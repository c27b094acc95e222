use async_trait::async_trait;
use sqlx::{PgConnection, PgPool};
use uuid::Uuid;

use crate::app::pagination::PageRequest;
use crate::db::entity::Entity;
use crate::models::{Employee, EmployeeListItem};

#[async_trait]
impl Entity for Employee {
    type Key = Uuid;
    const TABLE: &'static str = "employees";

    fn key(&self) -> Uuid {
        self.id
    }

    async fn find(conn: &mut PgConnection, id: Uuid) -> Result<Option<Self>, sqlx::Error> {
        sqlx::query_as::<_, Employee>("SELECT * FROM employees WHERE id = $1")
            .bind(id)
            .fetch_optional(conn)
            .await
    }

    async fn insert(&self, conn: &mut PgConnection) -> Result<u64, sqlx::Error> {
        let result = sqlx::query(
            "INSERT INTO employees (id, first_name, last_name, email, phone, date_of_birth, hire_date,
                                    department_id, position_id, is_active, created_at, updated_at)
             VALUES ($1, $2, $3, $4, $5, $6, $7, $8, $9, $10, $11, $12)",
        )
        .bind(self.id)
        .bind(&self.first_name)
        .bind(&self.last_name)
        .bind(&self.email)
        .bind(&self.phone)
        .bind(self.date_of_birth)
        .bind(self.hire_date)
        .bind(self.department_id)
        .bind(self.position_id)
        .bind(self.is_active)
        .bind(self.created_at)
        .bind(self.updated_at)
        .execute(conn)
        .await?;
        Ok(result.rows_affected())
    }

    async fn update(&self, conn: &mut PgConnection) -> Result<u64, sqlx::Error> {
        let result = sqlx::query(
            "UPDATE employees SET first_name = $2, last_name = $3, email = $4, phone = $5,
                    date_of_birth = $6, hire_date = $7, department_id = $8, position_id = $9,
                    is_active = $10, updated_at = $11
             WHERE id = $1",
        )
        .bind(self.id)
        .bind(&self.first_name)
        .bind(&self.last_name)
        .bind(&self.email)
        .bind(&self.phone)
        .bind(self.date_of_birth)
        .bind(self.hire_date)
        .bind(self.department_id)
        .bind(self.position_id)
        .bind(self.is_active)
        .bind(self.updated_at)
        .execute(conn)
        .await?;
        Ok(result.rows_affected())
    }

    async fn delete(conn: &mut PgConnection, id: Uuid) -> Result<u64, sqlx::Error> {
        let result = sqlx::query("DELETE FROM employees WHERE id = $1")
            .bind(id)
            .execute(conn)
            .await?;
        Ok(result.rows_affected())
    }
}

#[derive(Debug, Clone, Default)]
pub struct ListFilter {
    pub department_id: Option<Uuid>,
    pub position_id: Option<Uuid>,
    pub is_active: Option<bool>,
    pub search: Option<String>,
}

const FILTER: &str = "($1::uuid IS NULL OR e.department_id = $1)
       AND ($2::uuid IS NULL OR e.position_id = $2)
       AND ($3::boolean IS NULL OR e.is_active = $3)
       AND ($4::text IS NULL OR e.first_name ILIKE $4 OR e.last_name ILIKE $4 OR e.email ILIKE $4)";

/// Employees with department and position names, ordered by last name,
/// first name, then id.
pub async fn list(
    pool: &PgPool,
    filter: &ListFilter,
    page: &PageRequest,
) -> Result<(Vec<EmployeeListItem>, i64), sqlx::Error> {
    let pattern = filter.search.as_deref().map(|s| format!("%{}%", s.trim()));

    let employees = sqlx::query_as::<_, EmployeeListItem>(&format!(
        "SELECT e.id, e.first_name, e.last_name, e.email, e.phone, e.hire_date, e.is_active,
                e.department_id, d.department_name, e.position_id, p.position_name
         FROM employees e
         LEFT JOIN departments d ON d.id = e.department_id
         LEFT JOIN positions p ON p.id = e.position_id
         WHERE {FILTER}
         ORDER BY e.last_name ASC, e.first_name ASC, e.id ASC
         LIMIT $5 OFFSET $6"
    ))
    .bind(filter.department_id)
    .bind(filter.position_id)
    .bind(filter.is_active)
    .bind(&pattern)
    .bind(page.limit())
    .bind(page.offset())
    .fetch_all(pool)
    .await?;

    let total: i64 = sqlx::query_scalar(&format!("SELECT COUNT(*) FROM employees e WHERE {FILTER}"))
        .bind(filter.department_id)
        .bind(filter.position_id)
        .bind(filter.is_active)
        .bind(&pattern)
        .fetch_one(pool)
        .await?;

    Ok((employees, total))
}
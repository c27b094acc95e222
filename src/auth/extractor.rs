use axum::extract::FromRequestParts;
use axum::http::request::Parts;
use chrono::Utc;
use uuid::Uuid;

use crate::auth::{jwt, token};
use crate::db;
use crate::error::AppError;
use crate::models::{ADMIN, MANAGER};
use crate::state::SharedState;

/// The caller behind a valid, unrevoked bearer token.
#[derive(Debug, Clone)]
pub struct AuthUser {
    pub user_id: Uuid,
    pub username: String,
    pub roles: Vec<String>,
    pub token_id: Uuid,
}

impl AuthUser {
    pub fn has_role(&self, role: &str) -> bool {
        self.roles.iter().any(|r| r == role)
    }

    pub fn require_any(&self, roles: &[&str]) -> Result<(), AppError> {
        if roles.iter().any(|role| self.has_role(role)) {
            Ok(())
        } else {
            Err(AppError::Forbidden(format!(
                "One of the following roles is required: {}",
                roles.join(", ")
            )))
        }
    }

    pub fn require_admin(&self) -> Result<(), AppError> {
        self.require_any(&[ADMIN])
    }

    pub fn require_admin_or_manager(&self) -> Result<(), AppError> {
        self.require_any(&[ADMIN, MANAGER])
    }

    /// Any assigned role is enough.
    pub fn require_role(&self) -> Result<(), AppError> {
        if self.roles.is_empty() {
            Err(AppError::Forbidden("A role is required".to_string()))
        } else {
            Ok(())
        }
    }
}

impl FromRequestParts<SharedState> for AuthUser {
    type Rejection = AppError;

    async fn from_request_parts(
        parts: &mut Parts,
        state: &SharedState,
    ) -> Result<Self, Self::Rejection> {
        let auth_header = parts
            .headers
            .get("authorization")
            .ok_or_else(|| AppError::Unauthorized("Missing authentication token".to_string()))?;

        let auth_str = auth_header
            .to_str()
            .map_err(|_| AppError::Unauthorized("Invalid authorization header".to_string()))?;

        let bearer = auth_str
            .strip_prefix("Bearer ")
            .ok_or_else(|| AppError::Unauthorized("Missing authentication token".to_string()))?;

        let claims = jwt::decode_token(bearer, &state.config.jwt)
            .map_err(|_| AppError::Unauthorized("Invalid or expired token".to_string()))?;

        // Logout deletes the row, which revokes the token before it expires.
        let stored = db::user_tokens::find_by_access_hash(&state.pool, &token::hash_token(bearer))
            .await?
            .filter(|t| t.id == claims.jti && t.user_id == claims.sub && t.is_access_valid(Utc::now()))
            .ok_or_else(|| AppError::Unauthorized("Token has been revoked".to_string()))?;

        Ok(AuthUser {
            user_id: claims.sub,
            username: claims.name,
            roles: claims.roles,
            token_id: stored.id,
        })
    }
}
use axum::Json;
use axum::extract::{Path, Query, State};
use axum::http::StatusCode;
use serde::Deserialize;
use uuid::Uuid;

use crate::app::pagination::{PageRequest, Paged};
use crate::auth::AuthUser;
use crate::error::AppError;
use crate::handlers::positions::{
    CreatePosition, DeletePosition, GetPosition, ListPositions, PositionInput, UpdatePosition,
};
use crate::models::Position;
use crate::state::SharedState;

#[derive(Deserialize)]
pub struct ListQuery {
    pub search: Option<String>,
    pub page: Option<i64>,
    pub page_size: Option<i64>,
}

pub async fn list(
    _auth: AuthUser,
    State(state): State<SharedState>,
    Query(query): Query<ListQuery>,
) -> Result<Json<Paged<Position>>, AppError> {
    let request = ListPositions {
        search: query.search,
        page: PageRequest::from_query(query.page, query.page_size),
    };
    Ok(Json(state.mediator.send(request).await?))
}

pub async fn create(
    auth: AuthUser,
    State(state): State<SharedState>,
    Json(input): Json<PositionInput>,
) -> Result<(StatusCode, Json<Position>), AppError> {
    auth.require_admin()?;
    let position = state.mediator.send(CreatePosition(input)).await?;
    Ok((StatusCode::CREATED, Json(position)))
}

pub async fn get(
    _auth: AuthUser,
    State(state): State<SharedState>,
    Path(id): Path<Uuid>,
) -> Result<Json<Position>, AppError> {
    Ok(Json(state.mediator.send(GetPosition { id }).await?))
}

pub async fn update(
    auth: AuthUser,
    State(state): State<SharedState>,
    Path(id): Path<Uuid>,
    Json(input): Json<PositionInput>,
) -> Result<Json<Position>, AppError> {
    auth.require_admin()?;
    Ok(Json(state.mediator.send(UpdatePosition { id, input }).await?))
}

pub async fn delete(
    auth: AuthUser,
    State(state): State<SharedState>,
    Path(id): Path<Uuid>,
) -> Result<StatusCode, AppError> {
    auth.require_admin()?;
    state.mediator.send(DeletePosition { id }).await?;
    Ok(StatusCode::NO_CONTENT)
}
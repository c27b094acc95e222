use chrono::{DateTime, Utc};
use rust_decimal::Decimal;
use serde::{Deserialize, Serialize};
use uuid::Uuid;

#[derive(Debug, Clone, PartialEq, sqlx::FromRow, Serialize, Deserialize)]
pub struct Position {
    pub id: Uuid,
    pub position_name: String,
    pub description: Option<String>,
    pub base_salary: Decimal,
    pub created_at: DateTime<Utc>,
    pub updated_at: DateTime<Utc>,
}

impl Position {
    pub fn new(position_name: String, description: Option<String>, base_salary: Decimal) -> Self {
        let now = Utc::now();
        Self {
            id: Uuid::now_v7(),
            position_name,
            description,
            base_salary,
            created_at: now,
            updated_at: now,
        }
    }
}
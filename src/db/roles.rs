use async_trait::async_trait;
use sqlx::{PgConnection, PgPool};
use uuid::Uuid;

use crate::app::pagination::PageRequest;
use crate::db::entity::Entity;
use crate::models::{Role, UserRole};

#[async_trait]
impl Entity for Role {
    type Key = Uuid;
    const TABLE: &'static str = "roles";

    fn key(&self) -> Uuid {
        self.id
    }

    async fn find(conn: &mut PgConnection, id: Uuid) -> Result<Option<Self>, sqlx::Error> {
        sqlx::query_as::<_, Role>("SELECT * FROM roles WHERE id = $1")
            .bind(id)
            .fetch_optional(conn)
            .await
    }

    async fn insert(&self, conn: &mut PgConnection) -> Result<u64, sqlx::Error> {
        let result = sqlx::query(
            "INSERT INTO roles (id, role_name, description, created_at) VALUES ($1, $2, $3, $4)",
        )
        .bind(self.id)
        .bind(&self.role_name)
        .bind(&self.description)
        .bind(self.created_at)
        .execute(conn)
        .await?;
        Ok(result.rows_affected())
    }

    async fn update(&self, conn: &mut PgConnection) -> Result<u64, sqlx::Error> {
        let result = sqlx::query("UPDATE roles SET role_name = $2, description = $3 WHERE id = $1")
            .bind(self.id)
            .bind(&self.role_name)
            .bind(&self.description)
            .execute(conn)
            .await?;
        Ok(result.rows_affected())
    }

    async fn delete(conn: &mut PgConnection, id: Uuid) -> Result<u64, sqlx::Error> {
        let result = sqlx::query("DELETE FROM roles WHERE id = $1")
            .bind(id)
            .execute(conn)
            .await?;
        Ok(result.rows_affected())
    }
}

#[async_trait]
impl Entity for UserRole {
    type Key = (Uuid, Uuid);
    const TABLE: &'static str = "user_roles";

    fn key(&self) -> (Uuid, Uuid) {
        (self.user_id, self.role_id)
    }

    async fn find(conn: &mut PgConnection, key: (Uuid, Uuid)) -> Result<Option<Self>, sqlx::Error> {
        let (user_id, role_id) = key;
        sqlx::query_as::<_, UserRole>("SELECT * FROM user_roles WHERE user_id = $1 AND role_id = $2")
            .bind(user_id)
            .bind(role_id)
            .fetch_optional(conn)
            .await
    }

    async fn insert(&self, conn: &mut PgConnection) -> Result<u64, sqlx::Error> {
        let result = sqlx::query("INSERT INTO user_roles (user_id, role_id) VALUES ($1, $2)")
            .bind(self.user_id)
            .bind(self.role_id)
            .execute(conn)
            .await?;
        Ok(result.rows_affected())
    }

    /// The key is the whole row; an existing assignment has nothing to change.
    async fn update(&self, conn: &mut PgConnection) -> Result<u64, sqlx::Error> {
        let found = Self::find(conn, self.key()).await?;
        Ok(u64::from(found.is_some()))
    }

    async fn delete(conn: &mut PgConnection, key: (Uuid, Uuid)) -> Result<u64, sqlx::Error> {
        let (user_id, role_id) = key;
        let result = sqlx::query("DELETE FROM user_roles WHERE user_id = $1 AND role_id = $2")
            .bind(user_id)
            .bind(role_id)
            .execute(conn)
            .await?;
        Ok(result.rows_affected())
    }
}

pub async fn find_by_name(pool: &PgPool, role_name: &str) -> Result<Option<Role>, sqlx::Error> {
    sqlx::query_as::<_, Role>("SELECT * FROM roles WHERE role_name = $1")
        .bind(role_name)
        .fetch_optional(pool)
        .await
}

pub async fn list_for_user(pool: &PgPool, user_id: Uuid) -> Result<Vec<Role>, sqlx::Error> {
    sqlx::query_as::<_, Role>(
        "SELECT r.* FROM roles r
         JOIN user_roles ur ON ur.role_id = r.id
         WHERE ur.user_id = $1
         ORDER BY r.role_name ASC",
    )
    .bind(user_id)
    .fetch_all(pool)
    .await
}

pub async fn list(pool: &PgPool, page: &PageRequest) -> Result<(Vec<Role>, i64), sqlx::Error> {
    let roles = sqlx::query_as::<_, Role>(
        "SELECT * FROM roles ORDER BY role_name ASC, id ASC LIMIT $1 OFFSET $2",
    )
    .bind(page.limit())
    .bind(page.offset())
    .fetch_all(pool)
    .await?;

    let total: i64 = sqlx::query_scalar("SELECT COUNT(*) FROM roles")
        .fetch_one(pool)
        .await?;

    Ok((roles, total))
}
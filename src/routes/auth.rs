use axum::Json;
use axum::extract::State;
use axum::http::StatusCode;

use crate::app::result::Failure;
use crate::auth::AuthUser;
use crate::error::AppError;
use crate::handlers::auth::{Login, Logout, Refresh, Register};
use crate::models::TokenPair;
use crate::state::SharedState;

pub async fn register(
    State(state): State<SharedState>,
    Json(request): Json<Register>,
) -> Result<(StatusCode, Json<TokenPair>), AppError> {
    let tokens = state.mediator.send(request).await?;
    Ok((StatusCode::CREATED, Json(tokens)))
}

pub async fn login(
    State(state): State<SharedState>,
    Json(request): Json<Login>,
) -> Result<Json<TokenPair>, AppError> {
    if state.login_limiter.check(&request.username).is_err() {
        return Err(AppError::RateLimited(
            "Too many login attempts. Please try again later.".to_string(),
        ));
    }

    let username = request.username.clone();
    match state.mediator.send(request).await {
        Ok(tokens) => {
            state.login_limiter.reset(&username);
            tracing::info!(username = %username, "User logged in");
            Ok(Json(tokens))
        }
        Err(failure @ Failure::Unauthorized(_)) => {
            state.login_limiter.record_failure(&username);
            Err(failure.into())
        }
        Err(failure) => Err(failure.into()),
    }
}

pub async fn refresh(
    State(state): State<SharedState>,
    Json(request): Json<Refresh>,
) -> Result<Json<TokenPair>, AppError> {
    Ok(Json(state.mediator.send(request).await?))
}

pub async fn logout(auth: AuthUser, State(state): State<SharedState>) -> Result<StatusCode, AppError> {
    state
        .mediator
        .send(Logout {
            token_id: auth.token_id,
        })
        .await?;
    Ok(StatusCode::NO_CONTENT)
}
________________________________________
Work instruction
Which lines hold the string "DateTime"? Copy all of them from the data above.

Task result
use chrono::{DateTime, Utc};
    pub created_at: DateTime<Utc>,
    pub updated_at: DateTime<Utc>,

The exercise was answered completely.